Ini kejadian yang pertama kalinya melanggar peraturan baru yang ayah buat. Ayah pun yang baru keluar dari kamar ikut menyaksikan. Tak terkecuali Bi Sambi juga ikut melihat di berlakukannya peraturan itu.
“Klonteng.. klongteng.. klongteng..ng..ng..ng !!!,” buyi uang Rp500,- yang Leto masukandalam celengan. Dengan senyum masam, ia melakukannya. Karena celengan itu masih kosong, jadi celengan itu berbunyi.
“Makanya, sudah ku bilang tahan emosimu,” komentar Lea dengan lagaknya.
“Ya, nanti juga giliran kakak!!,” sahut Leto menjulurkan lidahnya pada kakaknya Lea.
*  *  *
Sore hari, di meja makan yah mendapat pengakuan dari anak-anaknya. Berapa kali mereka memasukkan uang ke celangan.
Satu persatu anak pun mengakuinya.
“Aku Rp1000,- Yah,” Lena mengaku.
“Aku Cuma Rp500,- ,” tambah Leo yang masih duduk di kelas 1 SD.
“Mmm... kalo aku sich Cuma Rp1500,- ... hehe,” sahut Leto meringis.
Satu anak tidak mengaku, yaitu Lea. Tapi, ibu membeberkan semuanya.
“Ngomong-ngomong Lea paling banyak membayar denda nich...???”

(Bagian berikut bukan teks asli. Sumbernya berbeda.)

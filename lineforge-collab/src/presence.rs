//! Crew presence: which external identities are currently online.
//!
//! A reduced variant of the room service. Connections announce an identity
//! with `crew-presence-identify`; whenever the set of identities changes,
//! every connection receives the full sorted online list.

use std::collections::{BTreeSet, HashMap};

use parking_lot::Mutex;
use serde::{Deserialize, Serialize};
use uuid::Uuid;

use crate::broadcast::{BroadcastStats, ConnectionRegistry};
use crate::connection::{ConnectionError, ConnectionId, WsConnection};
use crate::protocol::{parse_envelope, ProtocolError};

#[derive(Debug, Clone, Deserialize)]
#[serde(tag = "type", rename_all = "kebab-case", rename_all_fields = "camelCase")]
pub enum PresenceClientMessage {
    CrewPresenceIdentify {
        #[serde(default)]
        crew_member_id: Option<String>,
    },
}

impl PresenceClientMessage {
    pub const TYPES: &'static [&'static str] = &["crew-presence-identify"];

    pub fn parse(text: &str) -> Result<Self, ProtocolError> {
        parse_envelope(text, Self::TYPES)
    }
}

#[derive(Debug, Clone, PartialEq, Serialize, Deserialize)]
#[serde(tag = "type", rename_all = "kebab-case", rename_all_fields = "camelCase")]
pub enum PresenceServerMessage {
    CrewPresenceWelcome { client_id: Uuid, online: Vec<String> },
    CrewPresenceUpdate { online: Vec<String> },
}

/// Online identity tracker for the presence endpoint.
#[derive(Default)]
pub struct PresenceHub {
    registry: ConnectionRegistry,
    identities: Mutex<HashMap<ConnectionId, Option<String>>>,
}

impl PresenceHub {
    pub fn new() -> Self {
        Self::default()
    }

    /// Distinct identified members, sorted.
    pub fn online(&self) -> Vec<String> {
        online_of(&self.identities.lock())
    }

    pub fn connection_count(&self) -> usize {
        self.registry.len()
    }

    pub fn stats(&self) -> BroadcastStats {
        self.registry.stats()
    }

    fn connect(&self, conn: &WsConnection) {
        let id = conn.id();
        let mut identities = self.identities.lock();
        identities.insert(id, None);
        self.registry.register(conn.handle().clone());
        let welcome = PresenceServerMessage::CrewPresenceWelcome {
            client_id: id,
            online: online_of(&identities),
        };
        if let Err(e) = conn.handle().send_json(&welcome) {
            log::debug!("Presence welcome to {id} not queued: {e}");
        }
    }

    /// Set or clear a connection's identity. Returns whether it changed.
    pub fn identify(&self, id: ConnectionId, crew_member_id: Option<String>) -> bool {
        let crew_member_id = crew_member_id.filter(|c| !c.is_empty());
        let mut identities = self.identities.lock();
        let Some(slot) = identities.get_mut(&id) else {
            return false;
        };
        if *slot == crew_member_id {
            return false;
        }
        *slot = crew_member_id;
        self.broadcast_online(&identities);
        true
    }

    fn disconnect(&self, id: &ConnectionId) {
        let mut identities = self.identities.lock();
        self.registry.unregister(id);
        if let Some(Some(_)) = identities.remove(id) {
            self.broadcast_online(&identities);
        }
    }

    fn broadcast_online(&self, identities: &HashMap<ConnectionId, Option<String>>) {
        let update = PresenceServerMessage::CrewPresenceUpdate {
            online: online_of(identities),
        };
        if let Err(e) = self.registry.broadcast_json(&update, None) {
            log::error!("Failed to encode presence update: {e}");
        }
    }

    /// Run one presence connection until it closes.
    pub async fn serve(&self, conn: &mut WsConnection) -> Result<(), ConnectionError> {
        let id = conn.id();
        self.connect(conn);
        log::info!("Presence connection {id} opened");

        let result = loop {
            match conn.next_message().await {
                Ok(Some(text)) => match PresenceClientMessage::parse(&text) {
                    Ok(PresenceClientMessage::CrewPresenceIdentify { crew_member_id }) => {
                        if self.identify(id, crew_member_id) {
                            log::debug!("Presence connection {id} identity changed");
                        }
                    }
                    Err(e) => log::debug!("{id}: dropping presence message: {e}"),
                },
                Ok(None) => break Ok(()),
                Err(e) => break Err(e),
            }
        };

        self.disconnect(&id);
        conn.handle().close();
        log::info!("Presence connection {id} closed");
        result
    }
}

fn online_of(identities: &HashMap<ConnectionId, Option<String>>) -> Vec<String> {
    identities
        .values()
        .flatten()
        .cloned()
        .collect::<BTreeSet<_>>()
        .into_iter()
        .collect()
}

“Berapa kali?!!!,” desak si Leto penasaran.
“Rahasia perusahaan donk!!! ,” kata Lea merengut.
“Oke-oke. Yang penting kalian semua sudah mau membayar denda dengan jujur. Tidak usah bertengkat lagi?!,” penjelasan ayah.
“Iya, Yah. Jujur!” anak-anak menjawabnya bersamaan.
“Ya, itu pelajaran paling penting. Soal denda itu pelajaran kedua. Semua harus bisa menahan marah, tapi jujurpun lebih penting. Jika kita jujur pada diri sendiri, niscaya kita akan terlatih jujur pada orang lain.”

# So, rumah tangga yang kurang ilmu adalah rumah tangga yang hanya akrab dengan sikap emosi dan jauh dari kearifan. Maka janganlah hiasi hidupmu dengan kemarahan. Jadikanlah setiap kritik bahkan penghinaan yang kita terima sebagai jalan untuk memperbaiki diri.